Only the lines holding "system" are wanted; find them in the listing and return each one.

:::::

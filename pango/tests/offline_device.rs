use std::time::Duration;

use pango::client::Client;
use pango::dev::General;
use pango::namespace::{Importable, Movement, Policy, Singleton, Standard};
use pango::netw::Ethernet;
use pango::objs::{Address, AddressGroup, AddressValue};
use pango::offline::OfflineDevice;
use pango::ops::{commit_and_wait, Commit};
use pango::poli::SecurityRule;
use pango::version::{V8_0, V9_0};
use pango::xpath::{NetworkScope, ObjectScope, RulebaseScope};
use pretty_assertions::assert_eq;

const SAVED: &str = r#"<?xml version="1.0"?>
<config version="9.0.0">
  <devices>
    <entry name="localhost.localdomain">
      <deviceconfig>
        <system>
          <hostname>fw-lab</hostname>
          <ip-address>192.0.2.10</ip-address>
          <netmask>255.255.255.0</netmask>
          <snmp-setting><access-setting><version><v2c/></version></access-setting></snmp-setting>
        </system>
      </deviceconfig>
      <vsys>
        <entry name="vsys1">
          <address>
            <entry name="web" admin="alice" dirtyId="3" time="2024/01/01 10:00:00">
              <ip-netmask>10.0.0.10/32</ip-netmask>
              <description>web frontend</description>
            </entry>
            <entry name="db">
              <fqdn>db.example.com</fqdn>
            </entry>
          </address>
          <rulebase>
            <security>
              <rules>
                <entry name="allow-web"><action>allow</action></entry>
                <entry name="allow-db"><action>allow</action></entry>
                <entry name="deny-all"><action>deny</action></entry>
              </rules>
            </security>
          </rulebase>
        </entry>
      </vsys>
    </entry>
  </devices>
  <shared/>
</config>"#;

fn device() -> OfflineDevice {
    OfflineDevice::from_xml(V9_0, SAVED.as_bytes()).expect("saved config")
}

fn vsys1() -> ObjectScope {
    ObjectScope::vsys("vsys1")
}

#[test]
fn reads_entries_from_a_saved_configuration() {
    let device = device();
    let ns: Standard<'_, Address> = Standard::new(&device);

    assert_eq!(ns.get_list(&vsys1()).expect("list"), vec!["web", "db"]);
    let web = ns.get(&vsys1(), "web").expect("web");
    assert_eq!(web.value, AddressValue::IpNetmask("10.0.0.10/32".to_string()));
    assert_eq!(web.description, "web frontend");

    let all = ns.get_all(&vsys1()).expect("all");
    assert_eq!(all.len(), 2);
    assert_eq!(all[1].value, AddressValue::Fqdn("db.example.com".to_string()));

    let missing = ns.get(&vsys1(), "nope").expect_err("missing");
    assert!(missing.is_not_found());
    assert!(ns.get_list(&ObjectScope::vsys("vsys2")).expect("list").is_empty());
}

#[test]
fn from_panos_config_matches_live_reads() {
    let device = device();
    let ns: Standard<'_, Address> = Standard::new(&device);
    let config = device.candidate();
    assert_eq!(
        ns.from_panos_config(&vsys1(), "web", &config).expect("decode"),
        ns.get(&vsys1(), "web").expect("get")
    );
    assert_eq!(
        ns.all_from_panos_config(&vsys1(), &config).expect("decode all"),
        ns.get_all(&vsys1()).expect("get all")
    );
}

#[test]
fn set_edit_delete_cycle() {
    let device = device();
    let ns: Standard<'_, Address> = Standard::new(&device);
    let app = Address {
        name: "app".to_string(),
        value: AddressValue::IpRange("10.0.1.1-10.0.1.9".to_string()),
        tags: vec!["prod".to_string()],
        ..Address::default()
    };
    let mut web = ns.get(&vsys1(), "web").expect("web");
    web.description = "renamed".to_string();
    ns.set(&vsys1(), &[app.clone(), web.clone()]).expect("bulk set");
    assert_eq!(ns.get(&vsys1(), "app").expect("app"), app);
    assert_eq!(ns.get(&vsys1(), "web").expect("web").description, "renamed");

    let mut db = ns.get(&vsys1(), "db").expect("db");
    db.value = AddressValue::IpNetmask("10.0.2.2".to_string());
    ns.edit(&vsys1(), &db).expect("edit");
    assert_eq!(ns.get(&vsys1(), "db").expect("db"), db);

    ns.delete(&vsys1(), ["app", "db"]).expect("delete");
    assert_eq!(ns.get_list(&vsys1()).expect("list"), vec!["web"]);

    let history = device.history();
    let verbs: Vec<&str> = history.iter().map(|r| r.verb).collect();
    assert!(verbs.contains(&"set"));
    assert!(verbs.contains(&"edit"));
    assert!(verbs.contains(&"delete"));
}

#[test]
fn era_only_values_are_refused_on_older_devices() {
    let device = OfflineDevice::from_xml(V8_0, SAVED.as_bytes()).expect("saved config");
    let ns: Standard<'_, Address> = Standard::new(&device);
    let wildcard = Address {
        name: "wild".to_string(),
        value: AddressValue::IpWildcard("10.0.0.0/0.0.255.0".to_string()),
        ..Address::default()
    };
    assert!(ns.set(&vsys1(), &[wildcard]).is_err());
    assert!(device.history().is_empty());
}

#[test]
fn rules_are_reordered_as_a_group() {
    let device = device();
    let rules: Policy<'_, SecurityRule> = Policy::new(&device);
    let loc = RulebaseScope::vsys("vsys1");

    rules
        .move_group(&loc, Movement::Top, "", &["deny-all", "allow-web"])
        .expect("move to top");
    assert_eq!(
        rules.get_list(&loc).expect("list"),
        vec!["deny-all", "allow-web", "allow-db"]
    );

    rules
        .move_group(&loc, Movement::DirectlyAfter, "allow-db", &["deny-all"])
        .expect("move after");
    assert_eq!(
        rules.get_list(&loc).expect("list"),
        vec!["allow-web", "allow-db", "deny-all"]
    );

    let moves_before = device
        .history()
        .iter()
        .filter(|r| r.verb == "move")
        .count();
    rules
        .move_group(&loc, Movement::Bottom, "", &["deny-all"])
        .expect("already at bottom");
    let moves_after = device
        .history()
        .iter()
        .filter(|r| r.verb == "move")
        .count();
    assert_eq!(moves_before, moves_after);
}

#[test]
fn interfaces_are_imported_into_their_vsys() {
    let device = device();
    let ns: Importable<'_, Ethernet> = Importable::new(&device);
    let eth = Ethernet {
        name: "ethernet1/3".to_string(),
        mode: "layer3".to_string(),
        static_ips: vec!["198.51.100.1/24".to_string()],
        ..Ethernet::default()
    };
    ns.set(&NetworkScope::Firewall, "vsys1", &[eth]).expect("set");

    let config = device.candidate();
    assert_eq!(
        config.find(&["devices", "entry", "vsys", "entry", "import", "network", "interface", "member"])
            .and_then(|m| m.text.as_deref()),
        Some("ethernet1/3")
    );

    ns.delete(&NetworkScope::Firewall, ["ethernet1/3"]).expect("delete");
    let config = device.candidate();
    assert!(config
        .find(&["devices", "entry", "vsys", "entry", "import", "network", "interface"])
        .map(|list| list.children.is_empty())
        .unwrap_or(true));
    assert!(ns.get_list(&NetworkScope::Firewall).expect("list").is_empty());
}

#[test]
fn singleton_settings_keep_unmodeled_children() {
    let device = device();
    let ns: Singleton<'_, General> = Singleton::new(&device);
    let mut general = ns.get(&NetworkScope::Firewall).expect("general");
    assert_eq!(general.hostname, "fw-lab");
    general.hostname = "fw-prod".to_string();
    ns.edit(&NetworkScope::Firewall, &general).expect("edit");

    let config = device.candidate();
    let system = config
        .find(&["devices", "entry", "deviceconfig", "system"])
        .expect("system");
    assert_eq!(system.get_text(&["hostname"]), Some("fw-prod"));
    assert!(system.get_child("snmp-setting").is_some());
}

#[test]
fn commit_promotes_candidate_and_finishes_the_job() {
    let device = device();
    let ns: Standard<'_, AddressGroup> = Standard::new(&device);
    let group = AddressGroup {
        name: "frontends".to_string(),
        static_addresses: vec!["web".to_string()],
        ..AddressGroup::default()
    };
    ns.set(&vsys1(), &[group.clone()]).expect("set");
    assert!(ns.show(&vsys1(), "frontends").is_err());

    let job = commit_and_wait(&device, &Commit::default(), Duration::from_millis(10), None)
        .expect("commit")
        .expect("job");
    assert!(job.is_finished());
    assert_eq!(ns.show(&vsys1(), "frontends").expect("running"), group);

    let again = commit_and_wait(&device, &Commit::default(), Duration::from_millis(10), None)
        .expect("commit");
    assert!(again.is_none());
}

#[test]
fn unsupported_operational_verbs_are_peer_errors() {
    let device = device();
    assert!(device.uid("<uid-message/>", "vsys1").is_err());
    assert!(device.log_result(1).is_err());
    assert!(device
        .op("<show><system><info/></system></show>", "")
        .expect_err("op")
        .panos_message()
        .is_some());
}

#[test]
fn save_and_load_round_trip() {
    let dir = tempfile::tempdir().expect("tempdir");
    let path = dir.path().join("running.xml");
    let device = device();
    device.save(&path).expect("save");

    let loaded = OfflineDevice::load(V9_0, &path).expect("load");
    assert_eq!(loaded.candidate(), device.candidate());
}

:::::

• COMPLETED EXERCISE:
        <system>
        </system>
    let system = config
        .find(&["devices", "entry", "deviceconfig", "system"])
        .expect("system");
    assert_eq!(system.get_text(&["hostname"]), Some("fw-prod"));
    assert!(system.get_child("snmp-setting").is_some());
        .op("<show><system><info/></system></show>", "")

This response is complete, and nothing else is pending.